Exercise details |
Among the records that follow, how many lines contain the word "CreateDumpPort"? Give the number and no other words.

━━━━━━━━

//! # Device State Register
//!
//! Decoding of the 32-bit device-state register the modem updates while it
//! walks through its boot ROM, bootloader and OS stages, plus the host-event
//! field the driver writes back.
//!
//! ```text
//!  31    28 27  26 25 24 23        12 11     8 7      4 3      0
//! ┌────────┬──────┬─────┬────────────┬────────┬────────┬────────┐
//! │  HOST  │ rsvd │ CFG │  reserved  │ LK EVT │BROM EVT│ STAGE  │
//! └────────┴──────┴─────┴────────────┴────────┴────────┴────────┘
//! ```

use core::fmt;

// =============================================================================
// FIELD LAYOUT
// =============================================================================

/// Register field masks and shifts
pub mod layout {
    //! Device-state register bit layout

    /// Boot stage field mask
    pub const STAGE_MASK: u32 = 0xF;
    /// Boot ROM event shift
    pub const BROM_EVT_SHIFT: u32 = 4;
    /// Bootloader (LK) event shift
    pub const LK_EVT_SHIFT: u32 = 8;
    /// Width mask shared by the event fields
    pub const EVT_MASK: u32 = 0xF;
    /// Device configuration shift
    pub const DEVICE_CFG_SHIFT: u32 = 24;
    /// Device configuration mask
    pub const DEVICE_CFG_MASK: u32 = 0x3;
    /// Host event shift
    pub const HOST_EVT_SHIFT: u32 = 28;
    /// Host event mask
    pub const HOST_EVT_MASK: u32 = 0xF;
    /// Value read back when the link is gone
    pub const LINK_DOWN_PATTERN: u32 = 0xFFFF_FFFF;
}

use layout::*;

static_assertions::const_assert_eq!(STAGE_MASK & (EVT_MASK << BROM_EVT_SHIFT), 0);
static_assertions::const_assert_eq!((EVT_MASK << BROM_EVT_SHIFT) & (EVT_MASK << LK_EVT_SHIFT), 0);
static_assertions::const_assert_eq!(
    (DEVICE_CFG_MASK << DEVICE_CFG_SHIFT) & (HOST_EVT_MASK << HOST_EVT_SHIFT),
    0
);

// =============================================================================
// FIELD ENUMS
// =============================================================================

/// Boot stage reported by the device
#[derive(Debug, Clone, Copy, PartialEq, Eq, PartialOrd, Ord, Hash)]
#[repr(u8)]
pub enum BootStage {
    /// Power-on, nothing running yet
    Init    = 0,
    /// Primary boot ROM
    Brom1   = 1,
    /// Secondary boot ROM (download capable)
    Brom2   = 2,
    /// Bootloader
    Lk      = 3,
    /// Modem OS running; handshake takes over
    Linux   = 4,
    /// Value outside the documented range
    Unknown = 0xF,
}

impl From<u32> for BootStage {
    fn from(value: u32) -> Self {
        match value {
            0 => Self::Init,
            1 => Self::Brom1,
            2 => Self::Brom2,
            3 => Self::Lk,
            4 => Self::Linux,
            _ => Self::Unknown,
        }
    }
}

/// Boot ROM event field
#[derive(Debug, Clone, Copy, PartialEq, Eq, Hash)]
#[repr(u8)]
pub enum BromEvent {
    /// Normal boot
    Normal       = 0,
    /// Jump to bootloader
    JumpBl       = 1,
    /// Download handshake timed out
    TimeOut      = 2,
    /// Jump to download agent
    JumpDa       = 3,
    /// Host should create the download port
    CreateDlPort = 4,
    /// Primary loader download started
    StartDl      = 5,
    /// Unrecognised value
    Unknown      = 0xF,
}

impl From<u32> for BromEvent {
    fn from(value: u32) -> Self {
        match value {
            0 => Self::Normal,
            1 => Self::JumpBl,
            2 => Self::TimeOut,
            3 => Self::JumpDa,
            4 => Self::CreateDlPort,
            5 => Self::StartDl,
            _ => Self::Unknown,
        }
    }
}

/// Bootloader event field
#[derive(Debug, Clone, Copy, PartialEq, Eq, Hash)]
#[repr(u8)]
pub enum LkEvent {
    /// Normal boot
    Normal           = 0,
    /// Create the fallback download port
    CreatePdPort     = 1,
    /// Create the reboot port
    CreateRebootPort = 2,
    /// Create the remote port
    CreateRemotePort = 3,
    /// Dump information available
    DumpInfo         = 4,
    /// Create the post-mortem dump port
    CreateDumpPort   = 5,
    /// Unrecognised value
    Unknown          = 0xF,
}

impl From<u32> for LkEvent {
    fn from(value: u32) -> Self {
        match value {
            0 => Self::Normal,
            1 => Self::CreatePdPort,
            2 => Self::CreateRebootPort,
            3 => Self::CreateRemotePort,
            4 => Self::DumpInfo,
            5 => Self::CreateDumpPort,
            _ => Self::Unknown,
        }
    }
}

/// Device configuration strap
#[derive(Debug, Clone, Copy, PartialEq, Eq, Hash)]
pub enum DeviceConfig {
    /// MD and SAP both present
    Normal,
    /// Only the MD endpoint is present
    MdOnly,
}

/// Host event written back through `ack_dev_state`
#[derive(Debug, Clone, Copy, PartialEq, Eq, Hash)]
#[repr(u8)]
pub enum HostEvent {
    /// Host driver initialised
    Init    = 0,
    /// Host acknowledges the jump to the download agent
    EnterDa = 2,
}

impl HostEvent {
    /// Encode into register position
    pub const fn to_reg(self) -> u32 {
        ((self as u32) & HOST_EVT_MASK) << HOST_EVT_SHIFT
    }
}

// =============================================================================
// DEVICE STATE
// =============================================================================

/// Raw device-state register value
#[derive(Clone, Copy, PartialEq, Eq, Hash, Default)]
pub struct DevState(pub u32);

impl DevState {
    /// Wrap a raw register value
    pub const fn new(raw: u32) -> Self {
        Self(raw)
    }

    /// Raw value
    pub const fn raw(&self) -> u32 {
        self.0
    }

    /// Whether the read came back as all-ones
    pub const fn is_link_down(&self) -> bool {
        self.0 == LINK_DOWN_PATTERN
    }

    /// Boot stage
    pub fn stage(&self) -> BootStage {
        BootStage::from(self.0 & STAGE_MASK)
    }

    /// Boot ROM event
    pub fn brom_event(&self) -> BromEvent {
        BromEvent::from((self.0 >> BROM_EVT_SHIFT) & EVT_MASK)
    }

    /// Bootloader event
    pub fn lk_event(&self) -> LkEvent {
        LkEvent::from((self.0 >> LK_EVT_SHIFT) & EVT_MASK)
    }

    /// Device configuration strap
    pub fn config(&self) -> DeviceConfig {
        match (self.0 >> DEVICE_CFG_SHIFT) & DEVICE_CFG_MASK {
            1 => DeviceConfig::MdOnly,
            _ => DeviceConfig::Normal,
        }
    }

    /// Build a register value from its fields
    pub const fn compose(stage: u32, brom: u32, lk: u32, cfg: u32) -> Self {
        Self(
            (stage & STAGE_MASK)
                | ((brom & EVT_MASK) << BROM_EVT_SHIFT)
                | ((lk & EVT_MASK) << LK_EVT_SHIFT)
                | ((cfg & DEVICE_CFG_MASK) << DEVICE_CFG_SHIFT),
        )
    }
}

impl fmt::Debug for DevState {
    fn fmt(&self, f: &mut fmt::Formatter<'_>) -> fmt::Result {
        if self.is_link_down() {
            return write!(f, "DevState(link down)");
        }
        f.debug_struct("DevState")
            .field("raw", &format_args!("{:#010x}", self.0))
            .field("stage", &self.stage())
            .field("brom", &self.brom_event())
            .field("lk", &self.lk_event())
            .field("cfg", &self.config())
            .finish()
    }
}

// =============================================================================
// HARDWARE VARIANT
// =============================================================================

/// Silicon variant of the attached modem
#[derive(Debug, Clone, Copy, PartialEq, Eq, Hash)]
pub enum HwVariant {
    /// Firmware lives in device flash
    Standard,
    /// Firmware is pushed by the host; requires the fourth handshake stage
    Flashless,
}

impl HwVariant {
    /// Whether the MD endpoint must complete the fourth handshake stage
    pub fn requires_hs4(&self) -> bool {
        matches!(self, Self::Flashless)
    }
}

/// Scope of a hardware reinitialization
#[derive(Debug, Clone, Copy, PartialEq, Eq, Hash)]
pub enum ReinitKind {
    /// Reinitialize only the host-visible queues and interrupt routing
    Partial,
    /// Full reinitialization including PCIe windows
    Full,
}

#[cfg(test)]
mod tests {
    use super::*;

    #[test]
    fn test_field_decode() {
        let st = DevState::compose(2, 3, 0, 1);
        assert_eq!(st.stage(), BootStage::Brom2);
        assert_eq!(st.brom_event(), BromEvent::JumpDa);
        assert_eq!(st.lk_event(), LkEvent::Normal);
        assert_eq!(st.config(), DeviceConfig::MdOnly);
        assert!(!st.is_link_down());
    }

    #[test]
    fn test_link_down_pattern() {
        let st = DevState::new(LINK_DOWN_PATTERN);
        assert!(st.is_link_down());
    }

    #[test]
    fn test_unknown_stage() {
        assert_eq!(DevState::new(0x9).stage(), BootStage::Unknown);
        assert_eq!(DevState::new(0x90).brom_event(), BromEvent::Unknown);
    }

    #[test]
    fn test_host_event_encoding() {
        assert_eq!(HostEvent::EnterDa.to_reg(), 0x2000_0000);
        assert_eq!(HostEvent::Init.to_reg(), 0);
    }
}
//! # mdfsm Handshake
//!
//! Capability negotiation between the host and each control endpoint of the
//! modem co-processor.
//!
//! ```text
//!   host                                   device
//!    │  HS1  feature query (requested)  ──▶  │
//!    │  ◀──  HS2  device query + runtime data│
//!    │  HS3  host runtime data          ──▶  │
//!    │  ◀──  HS4  ack (flashless only)       │
//! ```
//!
//! The crate is transport agnostic: messages go out through
//! [`mdfsm_hal::ControlChannel`] and incoming messages are handed to
//! [`HandshakeInfo`] by the lifecycle controller.

#![no_std]
#![deny(unsafe_op_in_unsafe_fn)]
#![warn(missing_docs)]
#![warn(clippy::all)]

extern crate alloc;

pub mod endpoint;
pub mod error;
pub mod feature;
pub mod hooks;
pub mod wire;

pub use endpoint::{HandshakeInfo, StageFlags, StageOutcome};
pub use error::{HandshakeError, HandshakeResult};
pub use feature::{negotiate, FeatureDescriptor, FeatureId, FeatureSet, SupportLevel};
pub use hooks::{FeatureConsumer, FeatureHooks, FeatureProvider, HookError};
pub use wire::CtrlMsgId;
//! # Transition Notifiers
//!
//! Observers of state transitions. Two ordered lists exist: pre-transition
//! entries see the old state still current, post-transition entries see the
//! new one. Within a list, [`NotifierPriority::High`] entries run before
//! [`NotifierPriority::Normal`] ones, FIFO within a band.
//!
//! ## Ownership
//!
//! Entries are keyed by [`OwnerId`]. An owner may hold at most one entry per
//! list. Entries left behind at teardown are force-removed and logged as
//! leaks.

use std::fmt;
use std::sync::Arc;

use spin::RwLock;

use crate::error::{Error, Result};
use crate::event::{EventFlag, EventId};
use crate::state::State;

// =============================================================================
// Types
// =============================================================================

/// Identity of a notifier owner
#[derive(Debug, Clone, Copy, PartialEq, Eq, PartialOrd, Ord, Hash)]
pub struct OwnerId(pub u32);

impl fmt::Display for OwnerId {
    fn fmt(&self, f: &mut fmt::Formatter<'_>) -> fmt::Result {
        write!(f, "#{}", self.0)
    }
}

/// Priority band (lower runs first)
#[derive(Debug, Clone, Copy, PartialEq, Eq, PartialOrd, Ord, Hash, Default)]
pub enum NotifierPriority {
    /// Runs before every normal entry
    High,
    /// Default band
    #[default]
    Normal,
}

/// Which side of the state write the entry observes
#[derive(Debug, Clone, Copy, PartialEq, Eq, Hash)]
pub enum Phase {
    /// Before the state is written
    Pre,
    /// After the state is written
    Post,
}

/// Snapshot handed to every notifier
#[derive(Debug, Clone, Copy, PartialEq, Eq)]
pub struct Transition {
    /// State being left
    pub from: State,
    /// State being entered
    pub to: State,
    /// Event that caused the transition
    pub event: EventId,
    /// Flag carried by that event
    pub flag: EventFlag,
}

/// Transition observer; the implementing value is the owner's context
pub trait TransitionNotifier: Send + Sync {
    /// Called on the dispatcher thread; must not block on the dispatcher
    fn notify(&self, transition: &Transition);
}

impl<F> TransitionNotifier for F
where
    F: Fn(&Transition) + Send + Sync,
{
    fn notify(&self, transition: &Transition) {
        self(transition)
    }
}

struct Entry {
    owner: OwnerId,
    priority: NotifierPriority,
    callback: Arc<dyn TransitionNotifier>,
}

// =============================================================================
// Registry
// =============================================================================

/// Pre/post notifier lists
#[derive(Default)]
pub struct NotifierRegistry {
    pre: RwLock<Vec<Entry>>,
    post: RwLock<Vec<Entry>>,
}

impl fmt::Debug for NotifierRegistry {
    fn fmt(&self, f: &mut fmt::Formatter<'_>) -> fmt::Result {
        f.debug_struct("NotifierRegistry")
            .field("pre", &self.owners(Phase::Pre))
            .field("post", &self.owners(Phase::Post))
            .finish()
    }
}

impl NotifierRegistry {
    /// Create an empty registry
    pub fn new() -> Self {
        Self::default()
    }

    fn list(&self, phase: Phase) -> &RwLock<Vec<Entry>> {
        match phase {
            Phase::Pre => &self.pre,
            Phase::Post => &self.post,
        }
    }

    /// Add an entry; rejected if `owner` already has one in this list
    pub fn register(
        &self,
        owner: OwnerId,
        callback: Arc<dyn TransitionNotifier>,
        priority: NotifierPriority,
        phase: Phase,
    ) -> Result<()> {
        let mut list = self.list(phase).write();
        if list.iter().any(|e| e.owner == owner) {
            return Err(Error::DuplicateOwner(owner));
        }

        // Insert after every entry of the same or higher priority
        let pos = list
            .iter()
            .position(|e| e.priority > priority)
            .unwrap_or(list.len());
        list.insert(pos, Entry {
            owner,
            priority,
            callback,
        });

        log::debug!(
            target: "mdfsm::notifier",
            "registered {:?} notifier {} ({:?})",
            phase,
            owner,
            priority
        );
        Ok(())
    }

    /// Remove every entry held by `owner`
    pub fn unregister(&self, owner: OwnerId) -> Result<()> {
        let mut removed = 0;
        for phase in [Phase::Pre, Phase::Post] {
            let mut list = self.list(phase).write();
            let before = list.len();
            list.retain(|e| e.owner != owner);
            removed += before - list.len();
        }
        if removed == 0 {
            return Err(Error::UnknownOwner(owner));
        }
        log::debug!(target: "mdfsm::notifier", "unregistered notifier {}", owner);
        Ok(())
    }

    /// Invoke every entry of `phase` in order
    ///
    /// Callbacks are cloned out first so a callback may (un)register.
    pub fn fire(&self, phase: Phase, transition: &Transition) -> usize {
        let callbacks: Vec<Arc<dyn TransitionNotifier>> = self
            .list(phase)
            .read()
            .iter()
            .map(|e| e.callback.clone())
            .collect();
        for cb in &callbacks {
            cb.notify(transition);
        }
        callbacks.len()
    }

    /// Number of entries in a list
    pub fn len(&self, phase: Phase) -> usize {
        self.list(phase).read().len()
    }

    /// Whether both lists are empty
    pub fn is_empty(&self) -> bool {
        self.pre.read().is_empty() && self.post.read().is_empty()
    }

    /// Owners in invocation order
    pub fn owners(&self, phase: Phase) -> Vec<OwnerId> {
        self.list(phase).read().iter().map(|e| e.owner).collect()
    }

    /// Drop every remaining entry, reporting each as a leak
    pub fn force_clear(&self) -> usize {
        let mut leaked = 0;
        for phase in [Phase::Pre, Phase::Post] {
            for entry in self.list(phase).write().drain(..) {
                log::error!(
                    target: "mdfsm::notifier",
                    "leaked {:?} notifier {} removed at teardown",
                    phase,
                    entry.owner
                );
                leaked += 1;
            }
        }
        leaked
    }
}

━━━━━━━━

Result of this task |
2